How old do you have to be to understand "If a train derails, people die.
People dying is a bad thing. Trains are big and complicated and are operated
by professionals or at least people trained to use them, like, you know,
cars." ?!?!

For several thousand years of human history we expected 14 year olds to go off
to war, die gallantly, and come back and raise children if they survived. They
proved up to the challenge. Now they're _infantilized_ to the point where they
cannot be reliably expected to show empathy for people who die as a result of
their actions.

What. The. Heck. Words fail me.

[Edit: Gah, the more I think about this the more livid I get. GAAAAAAAAAH. I
used to be a teacher and my child developmental psychology is a little rusty,
but I also used to be a Boy Scout and can remember what we were doing when we
were _eight_. It included practicing for emergencies such as What To Do If
Someone Falls In The River.
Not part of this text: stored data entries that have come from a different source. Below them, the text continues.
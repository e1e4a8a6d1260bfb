//! Per-stop polling workers and the handle the host drives them through.
//!
//! Each configured stop gets its own task and timer. Workers publish their
//! status on a `watch` channel the handle reads from, and report every
//! committed update to a single sink task that owns the snapshot cache.

mod context;
mod poller;
mod sink;

pub use context::{AuthAlarm, ConfigSnapshot, fetch_stop};
pub use poller::{PollState, StopPoller, StopStatus, build_snapshot};

use std::collections::BTreeMap;
use std::sync::Arc;

use chrono::Utc;
use tokio::sync::{broadcast, mpsc, oneshot, watch};
use tokio::task::JoinHandle;
use tracing::{Instrument, debug, info, info_span, warn};

use crate::cache::{CacheInfo, SnapshotCache};
use crate::config::ServiceConfig;
use crate::diagnostics::{Diagnostics, StopDiagnostics};
use crate::error::ServiceError;
use crate::fetch::auth::UrlParam;
use crate::fetch::{BasicClient, HttpClient, connect};
use crate::model::StopSnapshot;
use poller::{StopCommand, StopTask};
use sink::{SinkMessage, run_sink};

const COMMAND_BUFFER: usize = 4;
const SINK_BUFFER: usize = 64;
const UPDATE_BUFFER: usize = 64;

type Connect<C> = dyn Fn(&ServiceConfig) -> reqwest::Result<C> + Send + Sync;

struct StopWorker {
    status: watch::Receiver<StopStatus>,
    commands: mpsc::Sender<StopCommand>,
    task: JoinHandle<()>,
}

/// A running service. Dropping it without calling [`Handle::stop`] leaves
/// the workers running until the runtime shuts down.
pub struct Handle<C: HttpClient + 'static> {
    config_tx: watch::Sender<Arc<ConfigSnapshot<C>>>,
    shutdown_tx: watch::Sender<bool>,
    stops: BTreeMap<String, StopWorker>,
    sink_tx: mpsc::Sender<SinkMessage>,
    sink_task: JoinHandle<()>,
    updates: broadcast::Sender<StopStatus>,
    alarm: Arc<AuthAlarm>,
    connect: Arc<Connect<C>>,
}

impl Handle<UrlParam<BasicClient>> {
    /// Validates `config` and starts one worker per stop against the 511 API.
    /// Must be called from within a tokio runtime.
    pub fn start(config: ServiceConfig) -> Result<Self, ServiceError> {
        Self::start_with(config, connect)
    }
}

impl<C: HttpClient + 'static> Handle<C> {
    /// Like [`Handle::start`] with a caller-supplied client factory.
    pub fn start_with<F>(config: ServiceConfig, connect: F) -> Result<Self, ServiceError>
    where
        F: Fn(&ServiceConfig) -> reqwest::Result<C> + Send + Sync + 'static,
    {
        let connect: Arc<Connect<C>> = Arc::new(connect);
        let ctx = Arc::new(ConfigSnapshot::build(1, config, connect.as_ref())?);

        let cache = ctx.config.cache.enabled.then(|| {
            SnapshotCache::open(
                ctx.config.cache.path.clone(),
                std::time::Duration::from_secs(ctx.config.cache.max_age_minutes * 60),
                Utc::now(),
            )
        });
        let (sink_tx, sink_rx) = mpsc::channel(SINK_BUFFER);
        let (updates, _) = broadcast::channel(UPDATE_BUFFER);
        let sink_task = tokio::spawn(run_sink(sink_rx, cache, updates.clone()));

        let (config_tx, _) = watch::channel(Arc::clone(&ctx));
        let (shutdown_tx, _) = watch::channel(false);

        let mut handle = Self {
            config_tx,
            shutdown_tx,
            stops: BTreeMap::new(),
            sink_tx,
            sink_task,
            updates,
            alarm: Arc::new(AuthAlarm::default()),
            connect,
        };
        for stop in &ctx.config.stops {
            handle.spawn_stop(&ctx, &stop.stop_code);
        }
        info!(
            stops = ctx.config.stops.len(),
            agency = %ctx.config.agency,
            interval_secs = ctx.config.poll_interval_seconds,
            "Started stop polling"
        );
        Ok(handle)
    }

    fn spawn_stop(&mut self, ctx: &ConfigSnapshot<C>, stop_code: &str) {
        let Some(stop) = ctx.config.stop(stop_code) else {
            return;
        };
        let poller = StopPoller::new(stop, &ctx.config.agency);
        let (status_tx, status_rx) = watch::channel(poller.status());
        let (cmd_tx, cmd_rx) = mpsc::channel(COMMAND_BUFFER);

        let task = StopTask {
            stop_code: stop_code.to_string(),
            poller,
            config_rx: self.config_tx.subscribe(),
            shutdown_rx: self.shutdown_tx.subscribe(),
            commands: cmd_rx,
            status_tx,
            sink_tx: self.sink_tx.clone(),
            alarm: Arc::clone(&self.alarm),
        };
        let span = info_span!("stop", stop_code = %stop_code);
        let task = tokio::spawn(task.run().instrument(span));

        self.stops.insert(
            stop_code.to_string(),
            StopWorker {
                status: status_rx,
                commands: cmd_tx,
                task,
            },
        );
    }

    fn current(&self) -> Arc<ConfigSnapshot<C>> {
        self.config_tx.borrow().clone()
    }

    fn worker(&self, stop_code: &str) -> Result<&StopWorker, ServiceError> {
        self.stops
            .get(stop_code)
            .ok_or_else(|| ServiceError::UnknownStop(stop_code.to_string()))
    }

    /// Workers addressed by `stop_code`, or all of them.
    fn targets(&self, stop_code: Option<&str>) -> Result<Vec<&StopWorker>, ServiceError> {
        match stop_code {
            Some(code) => Ok(vec![self.worker(code)?]),
            None => Ok(self.stops.values().collect()),
        }
    }

    pub fn version(&self) -> u64 {
        self.config_tx.borrow().version
    }

    pub fn config(&self) -> Arc<ServiceConfig> {
        Arc::clone(&self.config_tx.borrow().config)
    }

    pub fn status(&self, stop_code: &str) -> Option<StopStatus> {
        self.stops.get(stop_code).map(|w| w.status.borrow().clone())
    }

    pub fn snapshot(&self, stop_code: &str) -> Option<StopSnapshot> {
        self.status(stop_code).map(|s| s.snapshot)
    }

    /// Snapshots for every configured stop, in configuration order.
    pub fn snapshots(&self) -> Vec<StopSnapshot> {
        self.current()
            .config
            .stops
            .iter()
            .filter_map(|stop| self.snapshot(&stop.stop_code))
            .collect()
    }

    /// Every committed update, from all stops.
    pub fn subscribe(&self) -> broadcast::Receiver<StopStatus> {
        self.updates.subscribe()
    }

    /// Asks one stop, or all stops, to poll now. A stop with a poll already
    /// in flight or a refresh already queued treats this as satisfied.
    pub fn refresh(&self, stop_code: Option<&str>) -> Result<(), ServiceError> {
        for worker in self.targets(stop_code)? {
            if worker.commands.try_send(StopCommand::Refresh).is_err() {
                debug!("Refresh already pending");
            }
        }
        Ok(())
    }

    pub fn reset_health(&self, stop_code: Option<&str>) -> Result<(), ServiceError> {
        for worker in self.targets(stop_code)? {
            if worker.commands.try_send(StopCommand::ResetHealth).is_err() {
                warn!("Stop worker busy, health reset dropped");
            }
        }
        Ok(())
    }

    /// Swaps in a new configuration. Polls in flight are cancelled and re-run
    /// under it; stops that were added or removed are started or stopped.
    pub async fn reload(&mut self, config: ServiceConfig) -> Result<(), ServiceError> {
        let version = self.version() + 1;
        let ctx = Arc::new(ConfigSnapshot::build(version, config, self.connect.as_ref())?);
        self.config_tx.send_replace(Arc::clone(&ctx));

        let removed: Vec<String> = self
            .stops
            .keys()
            .filter(|code| ctx.config.stop(code).is_none())
            .cloned()
            .collect();
        for code in removed {
            if let Some(worker) = self.stops.remove(&code) {
                if let Err(e) = worker.task.await {
                    warn!(stop_code = %code, error = %e, "Stop worker ended abnormally");
                }
            }
        }
        for stop in &ctx.config.stops {
            if !self.stops.contains_key(&stop.stop_code) {
                self.spawn_stop(&ctx, &stop.stop_code);
            }
        }
        info!(version, stops = self.stops.len(), "Configuration reloaded");
        Ok(())
    }

    /// Removes cached snapshots for one stop or all stops. Returns how many were removed.
    pub async fn clear_cache(&self, stop_code: Option<&str>) -> usize {
        let (reply, rx) = oneshot::channel();
        let msg = SinkMessage::ClearCache {
            stop_code: stop_code.map(str::to_string),
            reply,
        };
        if self.sink_tx.send(msg).await.is_err() {
            return 0;
        }
        rx.await.unwrap_or(0)
    }

    pub async fn cache_info(&self) -> CacheInfo {
        let (reply, rx) = oneshot::channel();
        if self.sink_tx.send(SinkMessage::CacheInfo { reply }).await.is_err() {
            return CacheInfo::disabled();
        }
        rx.await.unwrap_or_else(|_| CacheInfo::disabled())
    }

    pub async fn diagnostics(&self) -> Diagnostics {
        let ctx = self.current();
        let stops = ctx
            .config
            .stops
            .iter()
            .filter_map(|stop| {
                self.status(&stop.stop_code)
                    .map(|status| StopDiagnostics::from_status(&status))
            })
            .collect();

        Diagnostics {
            config: ctx.config.redacted(),
            config_version: ctx.version,
            auth_alarm: self.alarm.is_raised(),
            rate_limiter: ctx.fetcher.limiter().status(),
            cache: self.cache_info().await,
            stops,
        }
    }

    /// Cancels in-flight polls, waits for every worker to exit and flushes the cache.
    pub async fn stop(self) {
        self.shutdown_tx.send_replace(true);
        for (code, worker) in self.stops {
            if let Err(e) = worker.task.await {
                warn!(stop_code = %code, error = %e, "Stop worker ended abnormally");
            }
        }
        drop(self.sink_tx);
        if let Err(e) = self.sink_task.await {
            warn!(error = %e, "Result sink ended abnormally");
        }
        info!("Stopped stop polling");
    }
}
Answer: don't enter the river, because they are
panicking and will drown you, instead, throw them a rope or flotation device.
We did not have to explain to _eight year olds_ that _people drowning in the
river is a bad thing_ or that _the predictable consequence of pushing someone
off a bridge into a river is that they will die, this is a bad thing,
accordingly don't push someone off a bridge into the river even if you think
he will look really funny falling into it_.]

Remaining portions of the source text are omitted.